Todays’ version of the song comes from someone who has come up with his own Christmas sound, and has been very successful at doing so. Harry Connick Jr. has a unique musical style as well as unique sound as an arranger/composer. You’ll have to listen in the Spotify playlist to hear it as I couldn’t find a video.
This is a song I had a little bit of fun with on my Christmas Album, “When The Snow Falls” which is available on iTunes. I played Trombone in high school, and had a lot of fun doing so. However, I haven’t played it as much as I wanted to in recent years, so I decided to get it out use it on a couple of tracks on the album.
“Written by the Reverend John Henry Hopkins, Jr., who wrote both the lyrics and the music.
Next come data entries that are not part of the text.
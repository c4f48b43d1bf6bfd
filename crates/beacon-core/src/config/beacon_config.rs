//! Top-level Beacon configuration with layered resolution.

use std::path::Path;

use serde::{Deserialize, Serialize};

use super::{
    AnswerConfig, EmbeddingConfig, ObservabilityConfig, QueryConfig, RetrievalConfig, SyncConfig,
};
use crate::errors::ConfigError;

/// Top-level configuration aggregating all sub-configs.
///
/// Resolution order (highest priority first):
/// 1. Environment variables (`BEACON_*`)
/// 2. Config file (`beacon.toml`)
/// 3. Compiled defaults
#[derive(Debug, Clone, Default, Serialize, Deserialize)]
#[serde(default)]
pub struct BeaconConfig {
    pub sync: SyncConfig,
    pub embedding: EmbeddingConfig,
    pub retrieval: RetrievalConfig,
    pub answer: AnswerConfig,
    pub query: QueryConfig,
    pub observability: ObservabilityConfig,
}

impl BeaconConfig {
    /// Load configuration from an optional TOML file, then apply `BEACON_*`
    /// environment overrides and validate.
    pub fn load(path: Option<&Path>) -> Result<Self, ConfigError> {
        let mut config = match path {
            Some(path) => {
                let content =
                    std::fs::read_to_string(path).map_err(|_| ConfigError::FileNotFound {
                        path: path.display().to_string(),
                    })?;
                toml::from_str(&content).map_err(|e| ConfigError::ParseError {
                    path: path.display().to_string(),
                    message: e.to_string(),
                })?
            }
            None => Self::default(),
        };

        config.apply_overrides(|key| std::env::var(key).ok())?;
        config.validate()?;
        Ok(config)
    }

    /// Load configuration from a TOML string (for testing).
    pub fn from_toml(toml_str: &str) -> Result<Self, ConfigError> {
        toml::from_str(toml_str).map_err(|e| ConfigError::ParseError {
            path: "<string>".to_string(),
            message: e.to_string(),
        })
    }

    /// Apply overrides from a key lookup (the process environment in
    /// production, a map in tests).
    pub fn apply_overrides<F>(&mut self, lookup: F) -> Result<(), ConfigError>
    where
        F: Fn(&str) -> Option<String>,
    {
        if let Some(url) = lookup("BEACON_SOURCE_URL") {
            self.sync.source_url = Some(url);
        }
        if let Some(provider) = lookup("BEACON_EMBEDDING_PROVIDER") {
            self.embedding.provider = provider;
        }
        if let Some(model) = lookup("BEACON_GENERATION_MODEL") {
            self.answer.model = model;
        }
        if let Some(raw) = lookup("BEACON_SIMILARITY_THRESHOLD") {
            self.retrieval.similarity_threshold =
                parse_override("retrieval.similarity_threshold", &raw)?;
        }
        if let Some(raw) = lookup("BEACON_TOP_K") {
            self.retrieval.top_k = parse_override("retrieval.top_k", &raw)?;
        }
        if let Some(raw) = lookup("BEACON_EMBEDDING_BATCH_SIZE") {
            self.embedding.batch_size = parse_override("embedding.batch_size", &raw)?;
        }
        if let Some(level) = lookup("BEACON_LOG_LEVEL") {
            self.observability.log_level = level;
        }
        Ok(())
    }

    /// Validate the configuration values.
    pub fn validate(&self) -> Result<(), ConfigError> {
        let threshold = self.retrieval.similarity_threshold;
        if !(-1.0..=1.0).contains(&threshold) {
            return Err(invalid(
                "retrieval.similarity_threshold",
                "must be between -1.0 and 1.0",
            ));
        }
        if self.retrieval.top_k == 0 {
            return Err(invalid("retrieval.top_k", "must be greater than 0"));
        }
        if self.embedding.batch_size == 0 {
            return Err(invalid("embedding.batch_size", "must be greater than 0"));
        }
        if self.embedding.dimensions == 0 {
            return Err(invalid("embedding.dimensions", "must be greater than 0"));
        }
        if self.embedding.query_cache_ttl_secs == 0 {
            return Err(invalid(
                "embedding.query_cache_ttl_secs",
                "must be greater than 0",
            ));
        }
        if self.query.max_page_size == 0 {
            return Err(invalid("query.max_page_size", "must be greater than 0"));
        }
        if self.query.default_page_size == 0
            || self.query.default_page_size > self.query.max_page_size
        {
            return Err(invalid(
                "query.default_page_size",
                "must be between 1 and query.max_page_size",
            ));
        }
        if self.answer.max_question_chars == 0 {
            return Err(invalid("answer.max_question_chars", "must be greater than 0"));
        }
        Ok(())
    }
}

fn invalid(field: &str, message: &str) -> ConfigError {
    ConfigError::ValidationFailed {
        field: field.to_string(),
        message: message.to_string(),
    }
}

fn parse_override<T: std::str::FromStr>(field: &str, raw: &str) -> Result<T, ConfigError> {
    raw.trim().parse().map_err(|_| ConfigError::ValidationFailed {
        field: field.to_string(),
        message: format!("cannot parse override value `{raw}`"),
    })
}
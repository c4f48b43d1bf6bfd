//! # beacon-core
//!
//! Foundation crate for the Beacon retrieval pipeline.
//! Defines the record model, the traits for external collaborators
//! (content source, embedding function, generation function), errors,
//! config, constants, the injectable clock and the cancellation token.
//! Every other crate in the workspace depends on this.

pub mod cancellation;
pub mod clock;
pub mod config;
pub mod constants;
pub mod errors;
pub mod models;
pub mod traits;

// Re-export the most commonly used types at the crate root.
pub use cancellation::CancellationToken;
pub use clock::{Clock, ManualClock, SystemClock};
pub use config::BeaconConfig;
pub use errors::{BeaconError, BeaconResult};
pub use models::{
    Answer, AnswerFrame, EmbeddedRecord, QuestionPhase, RankedResult, RawRecord, Record,
    RecordDraft, RecordId, TagSet, UsageCounts, UsageKind, Visibility,
};
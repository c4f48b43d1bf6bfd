use serde::{Deserialize, Serialize};

use super::Record;

/// A record paired with the embedding of its current embeddable text.
#[derive(Debug, Clone, PartialEq, Serialize, Deserialize)]
pub struct EmbeddedRecord {
    pub record: Record,
    pub vector: Vec<f32>,
    /// Blake3 hash of the text the vector was computed from.
    pub text_hash: String,
}

/// A record scored against a query. Transient, never persisted.
#[derive(Debug, Clone, PartialEq, Serialize, Deserialize)]
pub struct RankedResult {
    pub record: Record,
    /// Cosine similarity in [-1, 1].
    pub score: f64,
}
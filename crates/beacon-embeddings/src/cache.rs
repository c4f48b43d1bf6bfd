//! QueryEmbeddingCache: normalized query text → vector with a TTL.
//!
//! Expiry is checked on read against the injected clock; there is no
//! background eviction and no size bound. Growth is proportional to the
//! number of distinct questions asked within the process lifetime, which is
//! accepted for a single portal instance. `purge_expired` exists for callers
//! that want to reclaim memory periodically.

use std::sync::Arc;

use beacon_core::clock::Clock;
use beacon_core::errors::BeaconResult;
use chrono::{DateTime, Duration, Utc};
use dashmap::DashMap;
use tracing::debug;

use crate::generator::EmbeddingGenerator;

#[derive(Debug, Clone)]
struct CacheEntry {
    vector: Vec<f32>,
    created_at: DateTime<Utc>,
}

pub struct QueryEmbeddingCache {
    generator: Arc<EmbeddingGenerator>,
    entries: DashMap<String, CacheEntry>,
    clock: Arc<dyn Clock>,
    ttl: Duration,
}

impl QueryEmbeddingCache {
    pub fn new(generator: Arc<EmbeddingGenerator>, clock: Arc<dyn Clock>, ttl: Duration) -> Self {
        Self {
            generator,
            entries: DashMap::new(),
            clock,
            ttl,
        }
    }

    /// Cache key: trimmed, lower-cased query.
    pub fn normalize(query: &str) -> String {
        query.trim().to_lowercase()
    }

    /// Vector for `query`, computed at most once per TTL window.
    ///
    /// Failures are returned and not cached. Two concurrent misses on the same
    /// key may both call the embedding function; the later write wins.
    pub async fn get(&self, query: &str) -> BeaconResult<Vec<f32>> {
        let key = Self::normalize(query);
        let now = self.clock.now();

        if let Some(entry) = self.entries.get(&key) {
            if now - entry.created_at < self.ttl {
                debug!(query_len = key.len(), "query embedding cache hit");
                return Ok(entry.vector.clone());
            }
        }

        debug!(query_len = key.len(), "query embedding cache miss");
        let vector = self.generator.embed_text(&key).await?;
        self.entries.insert(
            key,
            CacheEntry {
                vector: vector.clone(),
                created_at: self.clock.now(),
            },
        );
        Ok(vector)
    }

    /// Whether a fresh entry exists for `query`. Does not call out.
    pub fn contains_fresh(&self, query: &str) -> bool {
        let now = self.clock.now();
        self.entries
            .get(&Self::normalize(query))
            .is_some_and(|e| now - e.created_at < self.ttl)
    }

    /// Entries held, including expired ones not yet purged.
    pub fn len(&self) -> usize {
        self.entries.len()
    }

    pub fn is_empty(&self) -> bool {
        self.entries.is_empty()
    }

    /// Drop expired entries. Returns how many were removed.
    pub fn purge_expired(&self) -> usize {
        let now = self.clock.now();
        let before = self.entries.len();
        self.entries.retain(|_, e| now - e.created_at < self.ttl);
        before.saturating_sub(self.entries.len())
    }

    pub fn clear(&self) {
        self.entries.clear();
    }
}
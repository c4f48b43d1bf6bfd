use serde::{Deserialize, Serialize};

use super::defaults;

/// Resource listing configuration.
#[derive(Debug, Clone, Serialize, Deserialize)]
#[serde(default)]
pub struct QueryConfig {
    pub default_page_size: usize,
    pub max_page_size: usize,
}

impl Default for QueryConfig {
    fn default() -> Self {
        Self {
            default_page_size: defaults::DEFAULT_PAGE_SIZE,
            max_page_size: defaults::DEFAULT_MAX_PAGE_SIZE,
        }
    }
}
It is suggested to have been written in 1857 but did not appear in print until his Carols, Hymns and Song in 1863. John Henry Hopkins, Jr., then an ordained deacon in the Episcopal Church, was instrumental in organizing an elaborate holiday pageant (which featured this hymn) for the students of the General Theological Seminary in New York City in 1857 while serving as the seminary’s music director.”
The song, written by Katherine Davis in 1941 was originally known as “Carol of the Drum.” Todays version of the song by the Harry Simeon Chorale is a classic and is largely responsible for bring the level of acclaim to the song.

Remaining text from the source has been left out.